EXERCISE OBJECTIVE:
Here you must reproduce each line of the data exactly.
### INFORMATION PROVIDED ###
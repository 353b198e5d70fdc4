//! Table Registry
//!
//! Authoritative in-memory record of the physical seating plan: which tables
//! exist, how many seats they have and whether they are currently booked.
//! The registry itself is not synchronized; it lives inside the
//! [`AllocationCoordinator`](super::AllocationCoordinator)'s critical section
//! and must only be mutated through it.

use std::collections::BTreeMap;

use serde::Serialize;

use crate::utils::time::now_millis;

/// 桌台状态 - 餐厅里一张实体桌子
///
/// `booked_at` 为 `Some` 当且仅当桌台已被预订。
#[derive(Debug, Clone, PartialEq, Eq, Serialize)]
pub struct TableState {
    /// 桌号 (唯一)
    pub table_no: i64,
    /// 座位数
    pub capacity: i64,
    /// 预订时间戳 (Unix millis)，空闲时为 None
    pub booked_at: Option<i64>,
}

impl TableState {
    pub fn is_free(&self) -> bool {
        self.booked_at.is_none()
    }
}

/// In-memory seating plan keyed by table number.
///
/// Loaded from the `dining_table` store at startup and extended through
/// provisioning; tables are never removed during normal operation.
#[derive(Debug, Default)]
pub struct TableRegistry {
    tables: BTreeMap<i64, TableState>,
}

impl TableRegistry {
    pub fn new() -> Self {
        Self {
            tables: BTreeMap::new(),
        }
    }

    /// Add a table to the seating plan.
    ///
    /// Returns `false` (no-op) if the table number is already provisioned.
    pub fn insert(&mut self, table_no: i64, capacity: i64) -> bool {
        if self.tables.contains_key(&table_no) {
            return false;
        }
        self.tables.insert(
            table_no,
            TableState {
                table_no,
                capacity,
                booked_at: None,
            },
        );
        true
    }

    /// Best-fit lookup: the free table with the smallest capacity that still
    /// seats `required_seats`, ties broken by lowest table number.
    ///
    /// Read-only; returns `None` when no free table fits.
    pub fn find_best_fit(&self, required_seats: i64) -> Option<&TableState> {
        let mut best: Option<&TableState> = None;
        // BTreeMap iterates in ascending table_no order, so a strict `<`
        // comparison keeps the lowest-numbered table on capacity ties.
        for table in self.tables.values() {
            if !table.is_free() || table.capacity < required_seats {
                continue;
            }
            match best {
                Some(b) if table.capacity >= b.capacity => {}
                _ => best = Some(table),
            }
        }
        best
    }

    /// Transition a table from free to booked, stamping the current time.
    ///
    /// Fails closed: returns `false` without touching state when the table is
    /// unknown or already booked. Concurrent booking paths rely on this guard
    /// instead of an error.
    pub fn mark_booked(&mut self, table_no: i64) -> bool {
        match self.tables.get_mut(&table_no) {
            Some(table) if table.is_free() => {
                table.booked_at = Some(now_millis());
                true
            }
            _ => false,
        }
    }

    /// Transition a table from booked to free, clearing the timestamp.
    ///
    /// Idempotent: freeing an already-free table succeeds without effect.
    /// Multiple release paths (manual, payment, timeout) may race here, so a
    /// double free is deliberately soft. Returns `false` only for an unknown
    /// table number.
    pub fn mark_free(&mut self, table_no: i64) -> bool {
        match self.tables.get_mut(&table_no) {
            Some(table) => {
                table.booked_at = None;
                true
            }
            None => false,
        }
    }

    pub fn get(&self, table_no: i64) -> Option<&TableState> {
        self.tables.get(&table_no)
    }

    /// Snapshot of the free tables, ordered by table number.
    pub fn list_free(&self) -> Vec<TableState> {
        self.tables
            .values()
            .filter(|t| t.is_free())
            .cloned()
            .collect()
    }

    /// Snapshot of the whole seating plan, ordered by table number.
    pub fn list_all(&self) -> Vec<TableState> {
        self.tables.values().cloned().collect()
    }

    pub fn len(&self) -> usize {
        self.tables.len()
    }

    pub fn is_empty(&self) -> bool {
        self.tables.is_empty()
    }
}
###
RESULT:
repository 353b198e5d70fdc4
//! Table Registry
//!
//! Authoritative in-memory record of the physical seating plan: which tables
//! exist, how many seats they have and whether they are currently booked.
//! The registry itself is not synchronized; it lives inside the
//! [`AllocationCoordinator`](super::AllocationCoordinator)'s critical section
//! and must only be mutated through it.

use std::collections::BTreeMap;

use serde::Serialize;

use crate::utils::time::now_millis;

/// 桌台状态 - 餐厅里一张实体桌子
///
/// `booked_at` 为 `Some` 当且仅当桌台已被预订。
#[derive(Debug, Clone, PartialEq, Eq, Serialize)]
pub struct TableState {
    /// 桌号 (唯一)
    pub table_no: i64,
    /// 座位数
    pub capacity: i64,
    /// 预订时间戳 (Unix millis)，空闲时为 None
    pub booked_at: Option<i64>,
}

impl TableState {
    pub fn is_free(&self) -> bool {
        self.booked_at.is_none()
    }
}

/// In-memory seating plan keyed by table number.
///
/// Loaded from the `dining_table` store at startup and extended through
/// provisioning; tables are never removed during normal operation.
#[derive(Debug, Default)]
pub struct TableRegistry {
    tables: BTreeMap<i64, TableState>,
}

impl TableRegistry {
    pub fn new() -> Self {
        Self {
            tables: BTreeMap::new(),
        }
    }

    /// Add a table to the seating plan.
    ///
    /// Returns `false` (no-op) if the table number is already provisioned.
    pub fn insert(&mut self, table_no: i64, capacity: i64) -> bool {
        if self.tables.contains_key(&table_no) {
            return false;
        }
        self.tables.insert(
            table_no,
            TableState {
                table_no,
                capacity,
                booked_at: None,
            },
        );
        true
    }

    /// Best-fit lookup: the free table with the smallest capacity that still
    /// seats `required_seats`, ties broken by lowest table number.
    ///
    /// Read-only; returns `None` when no free table fits.
    pub fn find_best_fit(&self, required_seats: i64) -> Option<&TableState> {
        let mut best: Option<&TableState> = None;
        // BTreeMap iterates in ascending table_no order, so a strict `<`
        // comparison keeps the lowest-numbered table on capacity ties.
        for table in self.tables.values() {
            if !table.is_free() || table.capacity < required_seats {
                continue;
            }
            match best {
                Some(b) if table.capacity >= b.capacity => {}
                _ => best = Some(table),
            }
        }
        best
    }

    /// Transition a table from free to booked, stamping the current time.
    ///
    /// Fails closed: returns `false` without touching state when the table is
    /// unknown or already booked. Concurrent booking paths rely on this guard
    /// instead of an error.
    pub fn mark_booked(&mut self, table_no: i64) -> bool {
        match self.tables.get_mut(&table_no) {
            Some(table) if table.is_free() => {
                table.booked_at = Some(now_millis());
                true
            }
            _ => false,
        }
    }

    /// Transition a table from booked to free, clearing the timestamp.
    ///
    /// Idempotent: freeing an already-free table succeeds without effect.
    /// Multiple release paths (manual, payment, timeout) may race here, so a
    /// double free is deliberately soft. Returns `false` only for an unknown
    /// table number.
    pub fn mark_free(&mut self, table_no: i64) -> bool {
        match self.tables.get_mut(&table_no) {
            Some(table) => {
                table.booked_at = None;
                true
            }
            None => false,
        }
    }

    pub fn get(&self, table_no: i64) -> Option<&TableState> {
        self.tables.get(&table_no)
    }

    /// Snapshot of the free tables, ordered by table number.
    pub fn list_free(&self) -> Vec<TableState> {
        self.tables
            .values()
            .filter(|t| t.is_free())
            .cloned()
            .collect()
    }

    /// Snapshot of the whole seating plan, ordered by table number.
    pub fn list_all(&self) -> Vec<TableState> {
        self.tables.values().cloned().collect()
    }

    pub fn len(&self) -> usize {
        self.tables.len()
    }

    pub fn is_empty(&self) -> bool {
        self.tables.is_empty()
    }
}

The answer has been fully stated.